### Source data
··········
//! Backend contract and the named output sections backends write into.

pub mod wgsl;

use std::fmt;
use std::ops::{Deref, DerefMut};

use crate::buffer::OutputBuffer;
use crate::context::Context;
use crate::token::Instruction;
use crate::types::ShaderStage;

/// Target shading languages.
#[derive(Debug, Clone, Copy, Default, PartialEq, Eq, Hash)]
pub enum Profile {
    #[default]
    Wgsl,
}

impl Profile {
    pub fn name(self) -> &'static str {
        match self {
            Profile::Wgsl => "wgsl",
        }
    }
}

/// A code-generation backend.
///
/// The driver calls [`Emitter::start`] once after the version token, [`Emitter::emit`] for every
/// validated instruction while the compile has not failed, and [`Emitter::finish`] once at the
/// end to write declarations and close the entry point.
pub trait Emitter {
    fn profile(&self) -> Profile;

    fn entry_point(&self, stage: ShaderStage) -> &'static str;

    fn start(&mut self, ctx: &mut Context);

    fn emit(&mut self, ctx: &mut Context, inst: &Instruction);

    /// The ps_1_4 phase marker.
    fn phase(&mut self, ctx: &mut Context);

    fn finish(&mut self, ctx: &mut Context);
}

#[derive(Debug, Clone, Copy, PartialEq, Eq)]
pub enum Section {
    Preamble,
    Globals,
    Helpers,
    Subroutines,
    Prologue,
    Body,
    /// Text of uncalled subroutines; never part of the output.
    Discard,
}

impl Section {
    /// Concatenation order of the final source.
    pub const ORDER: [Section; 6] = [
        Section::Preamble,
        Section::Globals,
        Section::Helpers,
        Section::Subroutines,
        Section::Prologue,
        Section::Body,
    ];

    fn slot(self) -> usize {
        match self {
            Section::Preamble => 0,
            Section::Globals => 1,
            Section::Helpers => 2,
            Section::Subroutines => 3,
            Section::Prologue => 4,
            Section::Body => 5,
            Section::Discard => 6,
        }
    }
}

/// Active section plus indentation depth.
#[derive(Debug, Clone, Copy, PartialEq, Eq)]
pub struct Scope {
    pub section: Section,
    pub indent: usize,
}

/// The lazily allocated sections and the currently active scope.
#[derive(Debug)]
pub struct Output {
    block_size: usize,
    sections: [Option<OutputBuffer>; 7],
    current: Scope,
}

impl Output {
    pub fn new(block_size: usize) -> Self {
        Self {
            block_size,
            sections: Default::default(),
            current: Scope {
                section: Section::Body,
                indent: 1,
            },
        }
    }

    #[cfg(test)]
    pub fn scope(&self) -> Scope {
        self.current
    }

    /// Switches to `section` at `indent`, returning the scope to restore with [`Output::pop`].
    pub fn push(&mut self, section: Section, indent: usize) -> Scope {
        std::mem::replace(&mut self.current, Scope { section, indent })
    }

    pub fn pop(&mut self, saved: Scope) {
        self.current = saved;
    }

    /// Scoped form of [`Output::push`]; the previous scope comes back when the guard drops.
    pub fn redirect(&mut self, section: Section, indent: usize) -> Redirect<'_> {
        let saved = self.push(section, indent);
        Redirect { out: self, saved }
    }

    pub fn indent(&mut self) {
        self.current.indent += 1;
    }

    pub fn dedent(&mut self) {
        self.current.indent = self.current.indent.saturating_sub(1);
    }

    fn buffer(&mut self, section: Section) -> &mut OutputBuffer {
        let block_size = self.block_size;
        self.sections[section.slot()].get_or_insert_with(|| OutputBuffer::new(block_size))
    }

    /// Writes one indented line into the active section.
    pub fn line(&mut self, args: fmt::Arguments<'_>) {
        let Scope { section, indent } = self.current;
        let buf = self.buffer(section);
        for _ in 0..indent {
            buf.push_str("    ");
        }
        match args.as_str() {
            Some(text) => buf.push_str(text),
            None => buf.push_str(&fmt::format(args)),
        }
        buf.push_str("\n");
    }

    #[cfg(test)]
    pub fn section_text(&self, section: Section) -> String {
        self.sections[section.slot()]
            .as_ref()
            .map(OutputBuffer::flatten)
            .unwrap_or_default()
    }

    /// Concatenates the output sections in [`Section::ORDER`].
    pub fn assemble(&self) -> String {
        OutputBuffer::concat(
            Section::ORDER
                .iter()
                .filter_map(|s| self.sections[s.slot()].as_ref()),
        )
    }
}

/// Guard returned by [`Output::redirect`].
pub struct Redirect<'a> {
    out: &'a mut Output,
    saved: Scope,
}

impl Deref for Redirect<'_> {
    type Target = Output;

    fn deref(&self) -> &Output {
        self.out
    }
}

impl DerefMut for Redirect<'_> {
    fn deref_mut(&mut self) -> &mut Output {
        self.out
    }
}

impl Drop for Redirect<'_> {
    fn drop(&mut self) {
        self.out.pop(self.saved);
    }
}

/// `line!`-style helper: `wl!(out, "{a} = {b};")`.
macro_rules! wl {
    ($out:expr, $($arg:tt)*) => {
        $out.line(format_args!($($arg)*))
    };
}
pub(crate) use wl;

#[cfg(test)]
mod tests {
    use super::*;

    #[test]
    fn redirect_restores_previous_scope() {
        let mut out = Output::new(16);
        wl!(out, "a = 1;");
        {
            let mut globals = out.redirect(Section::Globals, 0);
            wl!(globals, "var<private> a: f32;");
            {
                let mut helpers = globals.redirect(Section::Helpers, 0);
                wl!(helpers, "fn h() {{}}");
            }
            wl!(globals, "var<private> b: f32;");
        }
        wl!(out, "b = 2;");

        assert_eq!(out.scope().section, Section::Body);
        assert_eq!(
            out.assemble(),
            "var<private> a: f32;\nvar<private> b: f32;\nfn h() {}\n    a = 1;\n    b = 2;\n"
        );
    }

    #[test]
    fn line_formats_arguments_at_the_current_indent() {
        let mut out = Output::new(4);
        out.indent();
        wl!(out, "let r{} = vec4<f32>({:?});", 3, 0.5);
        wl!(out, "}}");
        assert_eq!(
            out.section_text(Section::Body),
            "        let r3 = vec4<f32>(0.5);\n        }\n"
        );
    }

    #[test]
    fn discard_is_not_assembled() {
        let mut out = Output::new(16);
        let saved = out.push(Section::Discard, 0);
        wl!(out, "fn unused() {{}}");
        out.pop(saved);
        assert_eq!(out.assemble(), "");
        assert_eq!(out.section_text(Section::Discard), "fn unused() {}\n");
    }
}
··········
### What the exercise asks
Repeat all the entries above without altering anything.

### Your response
//! Backend contract and the named output sections backends write into.

pub mod wgsl;

use std::fmt;
use std::ops::{Deref, DerefMut};

use crate::buffer::OutputBuffer;
use crate::context::Context;
use crate::token::Instruction;
use crate::types::ShaderStage;

/// Target shading languages.
#[derive(Debug, Clone, Copy, Default, PartialEq, Eq, Hash)]
pub enum Profile {
    #[default]
    Wgsl,
}

impl Profile {
    pub fn name(self) -> &'static str {
        match self {
            Profile::Wgsl => "wgsl",
        }
    }
}

/// A code-generation backend.
///
/// The driver calls [`Emitter::start`] once after the version token, [`Emitter::emit`] for every
/// validated instruction while the compile has not failed, and [`Emitter::finish`] once at the
/// end to write declarations and close the entry point.
pub trait Emitter {
    fn profile(&self) -> Profile;

    fn entry_point(&self, stage: ShaderStage) -> &'static str;

    fn start(&mut self, ctx: &mut Context);

    fn emit(&mut self, ctx: &mut Context, inst: &Instruction);

    /// The ps_1_4 phase marker.
    fn phase(&mut self, ctx: &mut Context);

    fn finish(&mut self, ctx: &mut Context);
}

#[derive(Debug, Clone, Copy, PartialEq, Eq)]
pub enum Section {
    Preamble,
    Globals,
    Helpers,
    Subroutines,
    Prologue,
    Body,
    /// Text of uncalled subroutines; never part of the output.
    Discard,
}

impl Section {
    /// Concatenation order of the final source.
    pub const ORDER: [Section; 6] = [
        Section::Preamble,
        Section::Globals,
        Section::Helpers,
        Section::Subroutines,
        Section::Prologue,
        Section::Body,
    ];

    fn slot(self) -> usize {
        match self {
            Section::Preamble => 0,
            Section::Globals => 1,
            Section::Helpers => 2,
            Section::Subroutines => 3,
            Section::Prologue => 4,
            Section::Body => 5,
            Section::Discard => 6,
        }
    }
}

/// Active section plus indentation depth.
#[derive(Debug, Clone, Copy, PartialEq, Eq)]
pub struct Scope {
    pub section: Section,
    pub indent: usize,
}

/// The lazily allocated sections and the currently active scope.
#[derive(Debug)]
pub struct Output {
    block_size: usize,
    sections: [Option<OutputBuffer>; 7],
    current: Scope,
}

impl Output {
    pub fn new(block_size: usize) -> Self {
        Self {
            block_size,
            sections: Default::default(),
            current: Scope {
                section: Section::Body,
                indent: 1,
            },
        }
    }

    #[cfg(test)]
    pub fn scope(&self) -> Scope {
        self.current
    }

    /// Switches to `section` at `indent`, returning the scope to restore with [`Output::pop`].
    pub fn push(&mut self, section: Section, indent: usize) -> Scope {
        std::mem::replace(&mut self.current, Scope { section, indent })
    }

    pub fn pop(&mut self, saved: Scope) {
        self.current = saved;
    }

    /// Scoped form of [`Output::push`]; the previous scope comes back when the guard drops.
    pub fn redirect(&mut self, section: Section, indent: usize) -> Redirect<'_> {
        let saved = self.push(section, indent);
        Redirect { out: self, saved }
    }

    pub fn indent(&mut self) {
        self.current.indent += 1;
    }

    pub fn dedent(&mut self) {
        self.current.indent = self.current.indent.saturating_sub(1);
    }

    fn buffer(&mut self, section: Section) -> &mut OutputBuffer {
        let block_size = self.block_size;
        self.sections[section.slot()].get_or_insert_with(|| OutputBuffer::new(block_size))
    }

    /// Writes one indented line into the active section.
    pub fn line(&mut self, args: fmt::Arguments<'_>) {
        let Scope { section, indent } = self.current;
        let buf = self.buffer(section);
        for _ in 0..indent {
            buf.push_str("    ");
        }
        match args.as_str() {
            Some(text) => buf.push_str(text),
            None => buf.push_str(&fmt::format(args)),
        }
        buf.push_str("\n");
    }

    #[cfg(test)]
    pub fn section_text(&self, section: Section) -> String {
        self.sections[section.slot()]
            .as_ref()
            .map(OutputBuffer::flatten)
            .unwrap_or_default()
    }

    /// Concatenates the output sections in [`Section::ORDER`].
    pub fn assemble(&self) -> String {
        OutputBuffer::concat(
            Section::ORDER
                .iter()
                .filter_map(|s| self.sections[s.slot()].as_ref()),
        )
    }
}

/// Guard returned by [`Output::redirect`].
pub struct Redirect<'a> {
    out: &'a mut Output,
    saved: Scope,
}

impl Deref for Redirect<'_> {
    type Target = Output;

    fn deref(&self) -> &Output {
        self.out
    }
}

impl DerefMut for Redirect<'_> {
    fn deref_mut(&mut self) -> &mut Output {
        self.out
    }
}

impl Drop for Redirect<'_> {
    fn drop(&mut self) {
        self.out.pop(self.saved);
    }
}

/// `line!`-style helper: `wl!(out, "{a} = {b};")`.
macro_rules! wl {
    ($out:expr, $($arg:tt)*) => {
        $out.line(format_args!($($arg)*))
    };
}
pub(crate) use wl;

#[cfg(test)]
mod tests {
    use super::*;

    #[test]
    fn redirect_restores_previous_scope() {
        let mut out = Output::new(16);
        wl!(out, "a = 1;");
        {
            let mut globals = out.redirect(Section::Globals, 0);
            wl!(globals, "var<private> a: f32;");
            {
                let mut helpers = globals.redirect(Section::Helpers, 0);
                wl!(helpers, "fn h() {{}}");
            }
            wl!(globals, "var<private> b: f32;");
        }
        wl!(out, "b = 2;");

        assert_eq!(out.scope().section, Section::Body);
        assert_eq!(
            out.assemble(),
            "var<private> a: f32;\nvar<private> b: f32;\nfn h() {}\n    a = 1;\n    b = 2;\n"
        );
    }

    #[test]
    fn line_formats_arguments_at_the_current_indent() {
        let mut out = Output::new(4);
        out.indent();
        wl!(out, "let r{} = vec4<f32>({:?});", 3, 0.5);
        wl!(out, "}}");
        assert_eq!(
            out.section_text(Section::Body),
            "        let r3 = vec4<f32>(0.5);\n        }\n"
        );
    }

    #[test]
    fn discard_is_not_assembled() {
        let mut out = Output::new(16);
        let saved = out.push(Section::Discard, 0);
        wl!(out, "fn unused() {{}}");
        out.pop(saved);
        assert_eq!(out.assemble(), "");
        assert_eq!(out.section_text(Section::Discard), "fn unused() {}\n");
    }
}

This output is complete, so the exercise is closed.